Publié le 19 avril 2011 par Mmepastel
Journée spéciale “garces”.
Épisode I. On a de la...

Journée spéciale “garces”.

Épisode I. On a de la chance de vivre aujourd’hui.

À mon avis, quand en 2009, Kate Atkinson a écrit ce recueil de nouvelles acides, elle avait bien relu son Joyce Carol Oates illustré. J’ai vraiment pensé à l’auteure américaine en lisant celui de l’écossaise, tant ses portraits de femmes sont faits au vitriol, avec ce mélange de bizarre, d’ironie, de cruauté, d’humour et de grotesque flirtant avec le fantastique. Des contes cruels.

J’avais déjà parlé précédemment d’une de ces nouvelles, Je ne suis pas une Joan, particulièrement réussie à mon avis. Mais je n’avais encore tout lu. C’est chose faite. Et j’ai envie de m’attarder sur la nouvelle qui ouvre le recueil, Affaires de coeur, car elle symbolise assez bien le mélange british évoqué par la couverture et l’acidité réelle du livre. 

Le Franklin, pauvre faux héros de cette nouvelle, rencontre Connie, une jeune femme séduisante et lisse (“Connie avait des cheveux bruns raides qui n’avaient jamais l’air de s’emmêler, une haleine légèrement mentholée à toute heure du jour et jouissait d’une carnation sans défaut qui va de pair avec une conscience claire”, et se croit propulsé, tout comme nous, dans un univers à la Jane Austen : un mariage se profile rapidement à l’horizon (““C’est exactement comme dans Jane Austen”, fit Connie” au moment où l’affaire s’enclenche).

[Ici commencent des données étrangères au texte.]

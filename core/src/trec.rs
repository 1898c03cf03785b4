//! Extraction of documents from TREC-style SGML (`<DOC>`, `<DOCNO>`, `<TEXT>`).

use crate::index::InvertedIndex;
use lazy_static::lazy_static;
use regex::Regex;

lazy_static! {
    static ref DOC: Regex = Regex::new(r"(?s)<DOC>(.*?)</DOC>").expect("valid regex");
    static ref DOCNO: Regex = Regex::new(r"(?s)<DOCNO>\s*(.*?)\s*</DOCNO>").expect("valid regex");
    static ref TEXT: Regex = Regex::new(r"(?s)<TEXT>(.*?)</TEXT>").expect("valid regex");
}

#[derive(Debug, Clone, PartialEq, Eq)]
pub struct TrecDocument {
    pub docno: String,
    pub text: String,
}

/// Parse every `<DOC>` block in `content`.
///
/// Blocks without a non-empty DOCNO are skipped. A block with no TEXT is kept
/// with empty text so it still counts towards the collection.
pub fn parse_trec(content: &str) -> Vec<TrecDocument> {
    let mut docs = Vec::new();
    for block in DOC.captures_iter(content) {
        let body = &block[1];
        let docno = match DOCNO.captures(body) {
            Some(caps) if !caps[1].trim().is_empty() => caps[1].trim().to_string(),
            _ => {
                tracing::debug!("skipping DOC without DOCNO");
                continue;
            }
        };
        let text = TEXT
            .captures_iter(body)
            .map(|caps| caps.get(1).map_or("", |m| m.as_str()))
            .collect::<Vec<_>>()
            .join(" ");
        docs.push(TrecDocument { docno, text });
    }
    docs
}

/// Parse `content` and add each document to `index`. Returns the number ingested.
pub fn ingest_trec(index: &mut InvertedIndex, content: &str) -> usize {
    let docs = parse_trec(content);
    for doc in &docs {
        index.add_document(&doc.docno, &doc.text);
    }
    docs.len()
}

#[cfg(test)]
mod tests {
    use super::*;

    const SAMPLE: &str = "<root>
<DOC>
<DOCNO> AP890101-0001 </DOCNO>
<TEXT>
the soviet union said
</TEXT>
<TEXT>
more text
</TEXT>
</DOC>
<DOC>
<DOCNO>  </DOCNO>
<TEXT>orphan</TEXT>
</DOC>
<DOC>
<DOCNO>AP890101-0002</DOCNO>
</DOC>
</root>";

    #[test]
    fn extracts_docno_and_joins_text_blocks() {
        let docs = parse_trec(SAMPLE);
        assert_eq!(docs.len(), 2);
        assert_eq!(docs[0].docno, "AP890101-0001");
        assert_eq!(
            docs[0].text.split_whitespace().collect::<Vec<_>>(),
            vec!["the", "soviet", "union", "said", "more", "text"]
        );
        assert_eq!(docs[1], TrecDocument { docno: "AP890101-0002".into(), text: String::new() });
    }

    #[test]
    fn ingest_registers_documents_without_text() {
        let mut index = InvertedIndex::new();
        assert_eq!(ingest_trec(&mut index, SAMPLE), 2);
        assert_eq!(index.collection_size(), 2);
        assert_eq!(index.postings("soviet"), &[0]);
        assert_eq!(index.internal_id("AP890101-0002"), Some(1));
        assert!(index.postings("orphan").is_empty());
    }
}
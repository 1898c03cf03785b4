use retrieval::tokenizer::{clean_text, tokenize};

#[test]
fn it_strips_punctuation_without_folding_case() {
    let toks = tokenize("Cat's dog-house: \"bird\"");
    assert_eq!(toks, vec!["Cats", "doghouse", "bird"]);
}

#[test]
fn it_splits_on_any_whitespace() {
    let toks = tokenize("one\ttwo\n\nthree   four");
    assert_eq!(toks, vec!["one", "two", "three", "four"]);
}

#[test]
fn it_keeps_characters_outside_the_punctuation_class() {
    assert_eq!(clean_text("café 100% — ok"), "café 100 — ok");
}
use lazy_static::lazy_static;
use regex::Regex;

lazy_static! {
    static ref PUNCTUATION: Regex =
        Regex::new(r##"[!"#$%&'()*+,\-./:;<=>?@\[\\\]^_`{|}~]"##).expect("valid regex");
}

/// Remove the fixed set of ASCII punctuation characters from `text`.
/// The collection is already lowercased upstream, so no case folding happens here.
pub fn clean_text(text: &str) -> String {
    PUNCTUATION.replace_all(text, "").into_owned()
}

/// Tokenize text into terms: strip punctuation, then split on whitespace.
pub fn tokenize(text: &str) -> Vec<String> {
    clean_text(text)
        .split_whitespace()
        .map(str::to_string)
        .collect()
}

#[cfg(test)]
mod tests {
    use super::*;

    #[test]
    fn basic_tokenize() {
        let t = tokenize("the u.s. economy, (again)!");
        assert_eq!(t, vec!["the", "us", "economy", "again"]);
    }

    #[test]
    fn punctuation_only_tokens_vanish() {
        assert!(tokenize(" -- ... !! ").is_empty());
    }
}
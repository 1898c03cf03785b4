use retrieval::{BooleanRetrieval, InvertedIndex, QueryError, Token};

fn animals() -> InvertedIndex {
    let mut index = InvertedIndex::new();
    index.add_document("d1", "cat dog");
    index.add_document("d2", "dog bird");
    index.add_document("d3", "cat bird");
    index
}

#[test]
fn end_to_end_scenario() {
    let index = animals();
    assert_eq!(index.internal_id("d1"), Some(0));
    assert_eq!(index.internal_id("d2"), Some(1));
    assert_eq!(index.internal_id("d3"), Some(2));
    assert_eq!(index.postings("dog"), &[0, 1]);

    let br = BooleanRetrieval::new(&index);
    assert_eq!(br.retrieve_raw("cat dog AND"), vec![0]);
    assert_eq!(br.retrieve("cat dog AND"), vec!["d1"]);
    assert_eq!(br.retrieve_raw("cat dog OR"), vec![0, 1, 2]);
    assert_eq!(br.retrieve_raw("cat bird OR dog NOT"), vec![2]);
    assert_eq!(br.retrieve("cat bird OR dog NOT"), vec!["d3"]);
}

#[test]
fn bijection_survives_every_lookup() {
    let index = animals();
    for ext in ["d1", "d2", "d3"] {
        let id = index.internal_id(ext).unwrap();
        assert_eq!(index.original_doc_id(id), Some(ext));
    }
    assert_eq!(index.internal_id("d4"), None);
    assert_eq!(index.original_doc_id(3), None);
}

#[test]
fn statistics_follow_postings() {
    let index = animals();
    assert_eq!(index.vocabulary_size(), 3);
    assert_eq!(index.collection_size(), 3);
    assert_eq!(index.document_frequency("bird"), 2);
    assert_eq!(index.document_frequency("fish"), 0);
    let stats = index.term_statistics();
    assert_eq!(stats.get("cat"), Some(&2));
    let mut terms = index.all_terms();
    terms.sort_unstable();
    assert_eq!(terms, vec!["bird", "cat", "dog"]);
    assert_eq!(index.postings_with_original_ids("bird"), vec!["d2", "d3"]);
}

#[test]
fn strict_entry_point_distinguishes_malformed_from_empty() {
    let index = animals();
    let br = BooleanRetrieval::new(&index);
    assert_eq!(br.try_retrieve("cat fish AND"), Ok(vec![]));
    assert_eq!(
        br.try_retrieve("cat AND"),
        Err(QueryError::InsufficientOperands { operator: Token::And, found: 1 })
    );
    assert!(br.retrieve("cat AND").is_empty());
}

#[test]
fn frozen_index_serves_queries_from_many_threads() {
    let frozen = animals().freeze();
    let handles: Vec<_> = (0..4)
        .map(|_| {
            let index = frozen.clone();
            std::thread::spawn(move || BooleanRetrieval::new(&index).retrieve("bird cat NOT"))
        })
        .collect();
    for h in handles {
        assert_eq!(h.join().unwrap(), vec!["d2"]);
    }
}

Franklin se laisse glisser dans sa future famille avec passivité et confiance : “Il nageait dans le marais génétique des Kingshott comme une loutre heureuse caressée par le soleil.” Peu importe si une des soeurs de Connie est étonnamment entreprenante, si la mère semble naviguer sur les remous des effets du Prozac à hautes doses, et si le père se révèle un emmerdeur de première. Il est délicieusement pris au piège… Il épousera Connie et sa famille.

Oui, mais… Les quatre femmes de cette famille révèleront de tout autres projets que l’innocente mascarade matrimoniale… Il y aura un meurtre, façon Cluedo (dans la bibiothèque, avec un couteau). Et Franklin sera tout naturellement le coupable désigné. Les hommes, dans cette sombre histoire, seront les victimes d’un gynécée particulièrement astucieux et dénué de scrupules. Et nous, lecteurs, on s’étranglera en sirotant notre thé, moitié hilares, moitié horrifiés.

Les femmes de Kate Atkinson sont désormais en pleine forme.